Start with the first line of the data and end with the line that holds "non-ignored regular file."; write out each one exactly.

*** Data for processing ***

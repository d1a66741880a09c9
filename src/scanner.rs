//! Fingerprint scanner.
//!
//! Walks a codebase root and yields a [`FileFingerprint`] for every
//! non-ignored regular file. Traversal is depth-first in file-name order,
//! so two scans of an unchanged tree produce identical sequences.
//! Symlinks are never followed. Ignored directories are pruned before
//! they are read.
//!
//! File bytes are streamed through SHA-256 in fixed-size reads; the
//! scanner never holds a whole file in memory.

use std::collections::BTreeMap;
use std::fs::File;
use std::io::{self, Read};
use std::path::{Path, PathBuf};
use std::time::UNIX_EPOCH;

use sha2::{Digest, Sha256};
use walkdir::{DirEntry, WalkDir};

use crate::error::{FileReadError, ScanError};
use crate::ignore::IgnorePredicate;
use crate::models::FileFingerprint;

const HASH_BUF_SIZE: usize = 64 * 1024;

/// Start a lazy scan of `root`.
///
/// Fails with [`ScanError`] only when `root` itself cannot be read.
/// Unreadable files and subdirectories surface as `Err` items of the
/// returned iterator and do not end the scan.
pub fn scan<'a>(root: &Path, ignore: &'a dyn IgnorePredicate) -> Result<Scan<'a>, ScanError> {
    let meta = std::fs::metadata(root).map_err(|source| ScanError::RootUnreadable {
        path: root.to_path_buf(),
        source,
    })?;
    if !meta.is_dir() {
        return Err(ScanError::NotADirectory(root.to_path_buf()));
    }
    std::fs::read_dir(root).map_err(|source| ScanError::RootUnreadable {
        path: root.to_path_buf(),
        source,
    })?;

    let walker = WalkDir::new(root)
        .follow_links(false)
        .sort_by_file_name()
        .into_iter();

    Ok(Scan {
        root: root.to_path_buf(),
        walker,
        ignore,
    })
}

/// Lazy sequence of fingerprints produced by [`scan`].
pub struct Scan<'a> {
    root: PathBuf,
    walker: walkdir::IntoIter,
    ignore: &'a dyn IgnorePredicate,
}

impl Iterator for Scan<'_> {
    type Item = Result<FileFingerprint, FileReadError>;

    fn next(&mut self) -> Option<Self::Item> {
        loop {
            let entry = match self.walker.next()? {
                Ok(entry) => entry,
                Err(err) => {
                    let relative_path = err
                        .path()
                        .map(|p| relative_path(&self.root, p))
                        .unwrap_or_default();
                    let source = err
                        .into_io_error()
                        .unwrap_or_else(|| io::Error::other("filesystem loop"));
                    return Some(Err(FileReadError {
                        relative_path,
                        source,
                    }));
                }
            };

            if entry.depth() == 0 {
                continue;
            }

            let rel = relative_path(&self.root, entry.path());
            let file_type = entry.file_type();

            if file_type.is_dir() {
                if self.ignore.is_ignored(&rel, true) {
                    self.walker.skip_current_dir();
                }
                continue;
            }
            if !file_type.is_file() || self.ignore.is_ignored(&rel, false) {
                continue;
            }

            return Some(fingerprint_entry(&entry, rel));
        }
    }
}

/// Result of draining a [`Scan`].
#[derive(Debug, Default)]
pub struct ScanOutcome {
    pub fingerprints: BTreeMap<String, FileFingerprint>,
    pub unreadable: Vec<FileReadError>,
}

impl ScanOutcome {
    /// True when `relative_path` is, or lies under, a path that could not be read.
    pub fn is_unreadable(&self, relative_path: &str) -> bool {
        self.unreadable.iter().any(|e| {
            e.relative_path.is_empty()
                || relative_path == e.relative_path
                || relative_path
                    .strip_prefix(e.relative_path.as_str())
                    .is_some_and(|rest| rest.starts_with('/'))
        })
    }
}

/// Scan `root` to completion, collecting fingerprints and skipped paths.
pub fn scan_all(root: &Path, ignore: &dyn IgnorePredicate) -> Result<ScanOutcome, ScanError> {
    let mut outcome = ScanOutcome::default();
    for item in scan(root, ignore)? {
        match item {
            Ok(fp) => {
                outcome.fingerprints.insert(fp.relative_path.clone(), fp);
            }
            Err(err) => {
                tracing::warn!(path = %err.relative_path, error = %err.source, "skipping unreadable path");
                outcome.unreadable.push(err);
            }
        }
    }
    Ok(outcome)
}

/// Fingerprint an in-memory byte slice (used for content read after scanning).
pub fn fingerprint_bytes(relative_path: &str, bytes: &[u8], modified: i64) -> FileFingerprint {
    let mut hasher = Sha256::new();
    hasher.update(bytes);
    FileFingerprint {
        relative_path: relative_path.to_string(),
        hash: hex::encode(hasher.finalize()),
        size: bytes.len() as u64,
        modified,
    }
}

fn fingerprint_entry(entry: &DirEntry, rel: String) -> Result<FileFingerprint, FileReadError> {
    let wrap = |source: io::Error| FileReadError {
        relative_path: rel.clone(),
        source,
    };

    let metadata = entry.metadata().map_err(|e| {
        wrap(
            e.into_io_error()
                .unwrap_or_else(|| io::Error::other("metadata unavailable")),
        )
    })?;
    let modified = metadata
        .modified()
        .ok()
        .and_then(|t| t.duration_since(UNIX_EPOCH).ok())
        .map(|d| d.as_millis() as i64)
        .unwrap_or(0);

    let mut file = File::open(entry.path()).map_err(wrap)?;
    let mut hasher = Sha256::new();
    let mut buf = vec![0u8; HASH_BUF_SIZE];
    let mut size = 0u64;
    loop {
        let n = file.read(&mut buf).map_err(wrap)?;
        if n == 0 {
            break;
        }
        hasher.update(&buf[..n]);
        size += n as u64;
    }

    Ok(FileFingerprint {
        relative_path: rel,
        hash: hex::encode(hasher.finalize()),
        size,
        modified,
    })
}

/// `/`-separated path of `path` relative to `root`.
pub fn relative_path(root: &Path, path: &Path) -> String {
    let relative = path.strip_prefix(root).unwrap_or(path);
    relative
        .components()
        .map(|c| c.as_os_str().to_string_lossy())
        .collect::<Vec<_>>()
        .join("/")
}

*** End of Data for processing ***

Exercise response:
repository d1a66741880a09c9
filename src/scanner.rs
//! Fingerprint scanner.
//!
//! Walks a codebase root and yields a [`FileFingerprint`] for every
//! non-ignored regular file. Traversal is depth-first in file-name order,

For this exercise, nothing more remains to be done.